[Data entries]

########################################

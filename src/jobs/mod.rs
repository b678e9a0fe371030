//! Job tracking and execution.
//!
//! Every external operation the agent performs (a mount, a backup, a
//! checkout) runs as a named [`Job`] owned by the [`JobRegistry`]. A job
//! wraps either a shell invocation or an opaque future, captures its output,
//! and records a terminal error that stays retrievable after background runs.

pub mod command;

use std::collections::HashMap;
use std::sync::Arc;

use futures::future::BoxFuture;
use serde::Serialize;
use tokio::sync::{Mutex, RwLock, watch};
use tracing::{error, info};

use crate::error::ExecutionError;

pub use command::{Captured, CommandRunner, CommandSpec, ShellRunner};

/// The unit of work a job executes once.
enum Work {
    Command(CommandSpec),
    Func(BoxFuture<'static, Result<String, ExecutionError>>),
}

struct JobState {
    work: Option<Work>,
    stdout: String,
    stderr: String,
    error: Option<ExecutionError>,
}

/// One tracked unit of external work.
///
/// Once finished, buffers and the recorded error are immutable; the name may
/// be reused by registering a brand-new job, which replaces the entry.
pub struct Job {
    name: String,
    state: Mutex<JobState>,
    done: watch::Sender<bool>,
}

impl Job {
    fn new(name: &str, work: Work) -> Self {
        let (done, _) = watch::channel(false);
        Self {
            name: name.to_string(),
            state: Mutex::new(JobState {
                work: Some(work),
                stdout: String::new(),
                stderr: String::new(),
                error: None,
            }),
            done,
        }
    }

    pub fn name(&self) -> &str {
        &self.name
    }

    pub fn is_finished(&self) -> bool {
        *self.done.borrow()
    }

    /// Resolves once the job reaches its terminal state.
    pub async fn finished(&self) {
        let mut rx = self.done.subscribe();
        let _ = rx.wait_for(|done| *done).await;
    }

    /// Point-in-time view of the job.
    pub async fn snapshot(&self) -> JobSnapshot {
        let state = self.state.lock().await;
        JobSnapshot {
            name: self.name.clone(),
            finished: self.is_finished(),
            stdout: state.stdout.clone(),
            stderr: state.stderr.clone(),
            error: state.error.as_ref().map(|e| e.to_string()),
        }
    }

    async fn take_work(&self) -> Option<Work> {
        self.state.lock().await.work.take()
    }

    async fn finish(&self, stdout: String, stderr: String, err: Option<ExecutionError>) {
        {
            let mut state = self.state.lock().await;
            state.stdout = stdout;
            state.stderr = stderr;
            state.error = err;
        }
        self.done.send_replace(true);
    }

    /// Mark finished without executing; pending work is discarded.
    async fn mark_finished(&self) {
        self.state.lock().await.work = None;
        self.done.send_replace(true);
    }

    async fn log_output(&self, emit: bool) {
        if !emit {
            return;
        }
        let snap = self.snapshot().await;
        if snap.stdout.is_empty() {
            info!(job = %snap.name, "no stdout output");
        } else {
            info!(job = %snap.name, stdout = %snap.stdout, "job output");
        }
        if snap.stderr.is_empty() {
            info!(job = %snap.name, "no stderr output");
        } else {
            info!(job = %snap.name, stderr = %snap.stderr, "job output");
        }
    }
}

impl std::fmt::Debug for Job {
    fn fmt(&self, f: &mut std::fmt::Formatter<'_>) -> std::fmt::Result {
        f.debug_struct("Job")
            .field("name", &self.name)
            .finish_non_exhaustive()
    }
}

/// Read-only snapshot of one job at one instant.
#[derive(Debug, Clone, Serialize)]
pub struct JobSnapshot {
    pub name: String,
    pub finished: bool,
    pub stdout: String,
    pub stderr: String,
    pub error: Option<String>,
}

/// Concurrent name→job map plus the runner command jobs execute with.
pub struct JobRegistry {
    jobs: RwLock<HashMap<String, Arc<Job>>>,
    runner: Arc<dyn CommandRunner>,
}

impl JobRegistry {
    pub fn new(runner: Arc<dyn CommandRunner>) -> Self {
        Self {
            jobs: RwLock::new(HashMap::new()),
            runner,
        }
    }

    /// The runner this registry executes command jobs with. Function jobs
    /// that shell out (checkout pipelines) capture a clone of it.
    pub fn runner(&self) -> Arc<dyn CommandRunner> {
        Arc::clone(&self.runner)
    }

    /// Register a job wrapping a process invocation under `name`.
    ///
    /// Replaces a finished entry of the same name; rejected with
    /// [`ExecutionError::JobInFlight`] while a previous job is still running.
    pub async fn create_from_command(
        &self,
        spec: CommandSpec,
        name: &str,
    ) -> Result<Arc<Job>, ExecutionError> {
        self.register(Job::new(name, Work::Command(spec))).await
    }

    /// Register a job wrapping an arbitrary unit of work. Same registration
    /// contract as [`Self::create_from_command`].
    pub async fn create_from_func(
        &self,
        name: &str,
        work: BoxFuture<'static, Result<String, ExecutionError>>,
    ) -> Result<Arc<Job>, ExecutionError> {
        self.register(Job::new(name, Work::Func(work))).await
    }

    async fn register(&self, job: Job) -> Result<Arc<Job>, ExecutionError> {
        let mut jobs = self.jobs.write().await;
        if let Some(existing) = jobs.get(job.name()) {
            if !existing.is_finished() {
                return Err(ExecutionError::JobInFlight {
                    name: job.name().to_string(),
                });
            }
        }
        let job = Arc::new(job);
        jobs.insert(job.name().to_string(), Arc::clone(&job));
        Ok(job)
    }

    /// Execute the job on the caller's task, blocking until completion.
    ///
    /// Returns the underlying execution error unmodified; the same error is
    /// recorded on the entry.
    pub async fn run_sync(&self, job: &Arc<Job>, emit_output: bool) -> Result<(), ExecutionError> {
        let result = execute(&self.runner, job).await;
        job.log_output(emit_output).await;
        result
    }

    /// Execute the job on a spawned task and return immediately.
    ///
    /// Errors are logged and recorded on the entry only; poll
    /// [`Self::status`] or await [`Job::finished`] to observe them.
    pub fn run_async(&self, job: Arc<Job>, emit_output: bool) {
        let runner = Arc::clone(&self.runner);
        tokio::spawn(async move {
            if let Err(e) = execute(&runner, &job).await {
                error!(job = %job.name(), error = %e, "background job failed");
            }
            job.log_output(emit_output).await;
        });
    }

    /// Mark the job finished without executing anything; logs whatever the
    /// buffers already contain.
    pub async fn dry_run(&self, job: &Arc<Job>, emit_output: bool) {
        job.mark_finished().await;
        job.log_output(emit_output).await;
    }

    /// Snapshot of one job by name.
    pub async fn status(&self, name: &str) -> Option<JobSnapshot> {
        let job = {
            let jobs = self.jobs.read().await;
            jobs.get(name).cloned()
        };
        match job {
            Some(job) => Some(job.snapshot().await),
            None => None,
        }
    }

    /// Snapshots of every tracked job, sorted by name.
    pub async fn snapshots(&self) -> Vec<JobSnapshot> {
        let jobs: Vec<Arc<Job>> = {
            let jobs = self.jobs.read().await;
            jobs.values().cloned().collect()
        };
        let mut snaps = Vec::with_capacity(jobs.len());
        for job in jobs {
            snaps.push(job.snapshot().await);
        }
        snaps.sort_by(|a, b| a.name.cmp(&b.name));
        snaps
    }
}

async fn execute(runner: &Arc<dyn CommandRunner>, job: &Arc<Job>) -> Result<(), ExecutionError> {
    let Some(work) = job.take_work().await else {
        return Err(ExecutionError::JobInFlight {
            name: job.name().to_string(),
        });
    };
    match work {
        Work::Command(spec) => match runner.run(&spec).await {
            Ok(captured) => {
                let err = (!captured.success()).then(|| captured.to_error());
                job.finish(captured.stdout, captured.stderr, err.clone()).await;
                err.map_or(Ok(()), Err)
            }
            Err(e) => {
                job.finish(String::new(), e.to_string(), Some(e.clone())).await;
                Err(e)
            }
        },
        Work::Func(fut) => match fut.await {
            Ok(out) => {
                job.finish(out, String::new(), None).await;
                Ok(())
            }
            Err(e) => {
                job.finish(String::new(), e.to_string(), Some(e.clone())).await;
                Err(e)
            }
        },
    }
}
//! Binary entrypoint: wires the store, the backend client, the job registry,
//! the scheduler, and the control surface together.

use std::sync::Arc;
use std::time::Duration;

use tokio::signal;
use tracing::{error, info, warn};
use tracing_subscriber::EnvFilter;

use warden::agent::AgentState;
use warden::agent::scheduler::Scheduler;
use warden::config::AgentConfig;
use warden::jobs::{JobRegistry, ShellRunner};
use warden::server;
use warden::store::Store;
use warden::vault::VaultClient;
use warden::vault::unseal::UnsealCoordinator;

/// How long shutdown waits for in-flight store writes.
const STORE_CLOSE_GRACE: Duration = Duration::from_millis(500);

#[tokio::main]
async fn main() -> anyhow::Result<()> {
    dotenvy::dotenv().ok();
    tracing_subscriber::fmt()
        .with_env_filter(
            EnvFilter::try_from_default_env().unwrap_or_else(|_| EnvFilter::new("info")),
        )
        .init();

    let config = AgentConfig::load()?;
    config.log_summary();

    let hostname = hostname::get()?.to_string_lossy().to_string();
    info!(hostname, "starting agent");

    // A broken store is not fatal: the agent still serves direct requests,
    // it just cannot persist tokens, shares, or schedule timestamps.
    let store = match Store::open(&config.db_path) {
        Ok(store) => Some(Arc::new(store)),
        Err(e) => {
            error!(error = %e, "store unavailable, continuing without persistence");
            None
        }
    };

    let vault = VaultClient::new(config.vault_address.clone())?;
    let registry = JobRegistry::new(Arc::new(ShellRunner));

    if let (Some(store), Some(path)) = (&store, &config.vault_key_file) {
        let coordinator = UnsealCoordinator::new(Arc::clone(store), vault.clone());
        match coordinator.bulk_load(path).await {
            Ok(count) => info!(count, path = %path.display(), "seal-key shares loaded"),
            Err(e) => warn!(error = %e, path = %path.display(), "seal-key file load failed"),
        }
    }

    let state = Arc::new(AgentState::new(
        config.clone(),
        store.clone(),
        registry,
        vault,
        hostname,
    ));

    let scheduler = Scheduler::new(Arc::clone(&state)).spawn();

    server::serve(state, &config.address, shutdown_signal()).await?;

    scheduler.abort();
    if let Some(store) = store {
        store.close(STORE_CLOSE_GRACE).await;
    }
    info!("shutdown complete");
    Ok(())
}

async fn shutdown_signal() {
    let ctrl_c = async {
        signal::ctrl_c()
            .await
            .expect("failed to install Ctrl+C handler");
    };

    #[cfg(unix)]
    let terminate = async {
        signal::unix::signal(signal::unix::SignalKind::terminate())
            .expect("failed to install signal handler")
            .recv()
            .await;
    };

    #[cfg(not(unix))]
    let terminate = std::future::pending::<()>();

    tokio::select! {
        _ = ctrl_c => {},
        _ = terminate => {},
    }
    info!("shutdown signal received");
}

########################################

Please return every line of the records above that contains the word "pending".

    /// Mark finished without executing; pending work is discarded.
    let terminate = std::future::pending::<()>();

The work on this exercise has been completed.